三越伊勢丹が1月1日と2日に休むらしいが、大変に良いことだと思う。
正月から休めないような企業はどうかしていると思うし、正月から買い物に行かなければならない・持たないような家族は残念すぎる。
2015年6月14日に「日本の最大の問題点は労働生産性の低さに伴う労働時間の長さに尽きる」と書いたのだが、毎日21時とか22時まで仕事して、通勤に多くの時間を使うような人や平気な顔でそれをさせる企業のことを全く理解できないし、そうさせないように選挙で動かない国民性に辟易としている。
友人などにもそういった人が少なからずいるが、心底かわいそうに思う。
家族と一緒に過ごす時間や好きなことをする自由時間ほど人生にとって大切な時間はないのに、それを犠牲にすることに対しては、本人には失礼ではあるが、「かわいそう」以外の言葉で表現するのは難しい。

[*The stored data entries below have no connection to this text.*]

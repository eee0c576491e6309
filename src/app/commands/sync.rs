use super::load_generator;
use paletteer::config::Config;
use paletteer::error::Error;
use paletteer::report::{self, Renderer};
use paletteer::store;
use paletteer::sync::{self, SyncMode, SyncOptions};

pub(crate) fn run_sync(
    renderer: &Renderer,
    config: &Config,
    mode: SyncMode,
    options: SyncOptions,
) -> Result<i32, Error> {
    let generator = load_generator(config)?;
    let entries = store::discover(&config.corpus.themes_dir)?;
    let summary = sync::run(&entries, &generator, mode, options)?;
    renderer.print(&report::render_sync(&summary, renderer.color()));
    Ok(0)
}
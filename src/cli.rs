//! CLI argument parsing via clap.

use clap::{ArgAction, Parser, Subcommand, ValueEnum};
use std::path::PathBuf;

/// Learn and generate extended semantic palettes for base16 themes.
#[derive(Debug, Parser)]
#[command(name = "paletteer", version)]
pub struct Args {
    /// Path to config file (default: ./paletteer.toml or ~/.config/paletteer/paletteer.toml).
    #[arg(short = 'c', long = "config", global = true)]
    pub config: Option<PathBuf>,

    /// Raise log verbosity (-v info, -vv debug). RUST_LOG takes precedence.
    #[arg(short = 'v', long = "verbose", action = ArgAction::Count, global = true)]
    pub verbose: u8,

    /// Disable color output.
    #[arg(long = "no-color", global = true)]
    pub no_color: bool,

    #[command(subcommand)]
    pub command: Command,
}

#[derive(Debug, Subcommand)]
pub enum Command {
    /// Generate extended palettes for themes that have none.
    Generate {
        /// Print the plan without writing files.
        #[arg(long = "dry-run")]
        dry_run: bool,
    },
    /// Generate missing palettes and recompute every generated one.
    Regenerate {
        #[arg(long = "dry-run")]
        dry_run: bool,
        /// Also overwrite plugin and unmarked themes.
        #[arg(long = "force")]
        force: bool,
    },
    /// Tag untagged extended palettes as plugin-authored.
    MarkExisting {
        #[arg(long = "dry-run")]
        dry_run: bool,
    },
    /// Learn a rule set from the labeled themes.
    Learn {
        /// Write the rules to FILE (.json for JSON, TOML otherwise).
        #[arg(long = "out", value_name = "FILE")]
        out: Option<PathBuf>,
        /// Print the learned rules as JSON instead of the report.
        #[arg(long = "json")]
        json: bool,
    },
    /// Leave-one-out accuracy over the labeled themes.
    Validate {
        #[arg(long = "strategy", value_enum, default_value_t = StrategyArg::Rules)]
        strategy: StrategyArg,
        /// Print the full report as JSON.
        #[arg(long = "json")]
        json: bool,
        /// Compare per-field accuracy with a recorded baseline.
        #[arg(long = "baseline", value_name = "FILE")]
        baseline: Option<PathBuf>,
        /// Record this run's accuracy as a baseline.
        #[arg(long = "record", value_name = "FILE")]
        record: Option<PathBuf>,
    },
    /// Per-field slot-choice frequencies across the labeled themes.
    Analyze,
    /// Show the palette the rules would generate for a theme.
    Preview {
        /// Theme id (directory name).
        theme: String,
    },
    /// Print the feature vector of a theme.
    Features {
        theme: String,
    },
}

#[derive(Debug, Clone, Copy, PartialEq, Eq, ValueEnum)]
pub enum StrategyArg {
    /// Grade the configured (or built-in) rule set.
    Rules,
    /// Relearn rules without the held-out theme.
    Relearn,
    /// Borrow the nearest theme's slot mapping.
    Neighbor,
}

#[cfg(test)]
mod tests {
    use super::{Args, Command, StrategyArg};
    use clap::Parser;
    use std::path::PathBuf;

    #[test]
    fn regenerate_parses_flags() {
        let args = Args::parse_from(["paletteer", "regenerate", "--dry-run", "--force"]);
        assert!(matches!(
            args.command,
            Command::Regenerate {
                dry_run: true,
                force: true
            }
        ));
    }

    #[test]
    fn global_flags_parse_after_subcommand() {
        let args = Args::parse_from(["paletteer", "generate", "-vv", "-c", "p.toml"]);
        assert_eq!(args.verbose, 2);
        assert_eq!(args.config, Some(PathBuf::from("p.toml")));
    }

    #[test]
    fn validate_defaults_to_rules_strategy() {
        let args = Args::parse_from(["paletteer", "validate"]);
        match args.command {
            Command::Validate {
                strategy,
                json,
                baseline,
                record,
            } => {
                assert_eq!(strategy, StrategyArg::Rules);
                assert!(!json);
                assert!(baseline.is_none() && record.is_none());
            }
            other => panic!("unexpected command: {other:?}"),
        }
    }

    #[test]
    fn validate_accepts_neighbor_strategy() {
        let args = Args::parse_from(["paletteer", "validate", "--strategy", "neighbor", "--json"]);
        assert!(matches!(
            args.command,
            Command::Validate {
                strategy: StrategyArg::Neighbor,
                json: true,
                ..
            }
        ));
    }

    #[test]
    fn mark_existing_uses_kebab_case() {
        let args = Args::parse_from(["paletteer", "mark-existing"]);
        assert!(matches!(args.command, Command::MarkExisting { dry_run: false }));
    }

    #[test]
    fn preview_requires_theme() {
        assert!(Args::try_parse_from(["paletteer", "preview"]).is_err());
        let args = Args::parse_from(["paletteer", "preview", "nord"]);
        assert!(matches!(args.command, Command::Preview { theme } if theme == "nord"));
    }

    #[test]
    fn unknown_strategy_is_rejected() {
        assert!(Args::try_parse_from(["paletteer", "validate", "--strategy", "vibes"]).is_err());
    }
}
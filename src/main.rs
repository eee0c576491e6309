//! CLI entry point for paletteer.

mod app;
mod cli;

use clap::Parser;
use tracing_subscriber::EnvFilter;

fn main() {
    let args = cli::Args::parse();
    init_tracing(args.verbose);
    std::process::exit(app::entry::run(args));
}

/// Log to stderr. `RUST_LOG` wins over `-v`.
fn init_tracing(verbose: u8) {
    let level = match verbose {
        0 => "warn",
        1 => "info",
        _ => "debug",
    };
    let filter = EnvFilter::try_from_default_env().unwrap_or_else(|_| EnvFilter::new(level));
    tracing_subscriber::fmt()
        .with_env_filter(filter)
        .with_writer(std::io::stderr)
        .with_target(false)
        .init();
}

もし、国際比較で発表されている1700時間台の労働時間が実勢に見合った数字であれば言うことはないのだが、それはパート労働者を含んだ数字であり、またサービス残業も含まれない数字で、有休消化率も最低なのだから本当の数字は全く違ったものだと考えられる。
ドイツを始めとする欧米諸国のように長時間労働を強いる企業に懲罰的な刑を課せば良いのに国民は選挙でそのように動かないようである。
仕事に人生をかけられる真のプロである企業家・芸術家・スポーツ選手・政治家などであれば別だが、雇われサラリーマンが仕事に人生のほとんどを捧げるなんて狂気の沙汰である。
僕は「下町ロケット」の非上場のオーナー企業である佃製作所の超ブラックぶりに嫌な気持ちになったが、あれがウケる世相だからしょうがないのかなとも思う。
政権は目標にGDP600兆円という数字を挙げているが、そんなことより国民の幸福にとって本当に必要なことは、まずは、労働時間を最大で1日10時間以内に抑えさせる、有給休暇の70%以上取得を義務づけるといったことであり、それができない企業やサービス残業は徹底的に取り締まることだろうと思う。
ドイツであればそういった企業や上司は懲罰的罰金か刑務所行きになるが日本はそうなっていない。
法律を最初に順守すべき役所のサービス残業もあたりまえになっているが、やるべきことは基本給を下げて残業代をきちんと払うことだろうと思う。
そしてそんなに長時間働かせなければならないほど仕事があるのであれば人を増やして一人当たりの労働時間と給料を下げるのが筋である。
そういうことをすべて行ってGDPが100兆円減ってもそれが真の実力であり、そこから600兆円なり700兆円を目指せば良いと思うのだが、それをやらずに600兆円を目指しても国民は幸せになれない。
確かに、闇市が存在した時代のように食うに困窮するレベルになればお金ほど大切なものはない。
しかし、現代人は貧困層とされる層も含めて一日のほとんどを仕事に費やさなければならないほど困窮してはいない。
教育費を除外して考えれば、どんなに貧乏な人でも一昔前に生活水準を落とせば家賃の高い場所に住まない限り、週に3日~4日アルバイトするだけで、無料・廉価なサービスを上手く利用すれば最低限度ではあるがそれなりに人間らしく暮らせるように思う。
こんなに物質的に豊かでもはや欲しいもののない時代に、そこまで長時間働く意味、働かす理由がわからないし、時間を犠牲にしてまでカネを稼ごうとするメンタリティーは理解し難い。
まあ、僕が国を変えられるわけではないから、本当はこういった社会のあり方が悔しいのだけど、自分が運良く労働時間が短い会社に勤めることができて徒歩通勤だからそれで良しと思うしかない。
僕はきれいごとを言うのは大嫌いな人間だが、長時間働いてでもたくさんカネを稼げば幸せか?社内で評価されれば幸せか?カネがあれば何でも望みは叶うのか?カネやモノより時間のほうが大切ではないのか?と言わずにはいられない。
話は変わるが、世界中の都市が大気汚染に苦しんでいるニュースを聞くことが多くなった。
かつては日本も大気汚染で公害が出たことがあったが、公害対策基本法施行以降は急速に改善した。
他の国でそれができるかはこれからなのだろうが、社会秩序や順法精神が求められることは間違いないわけで、それを他国に当てはめると肌感覚では難しさを感じずにはいられない。
しかし、空気ほど大切なものはないはずなのに何故に経済発展をそれより優先させるのか全く理解できない。
時間も大切だが、健康はもっと大切なのに悲しい気持ちになる。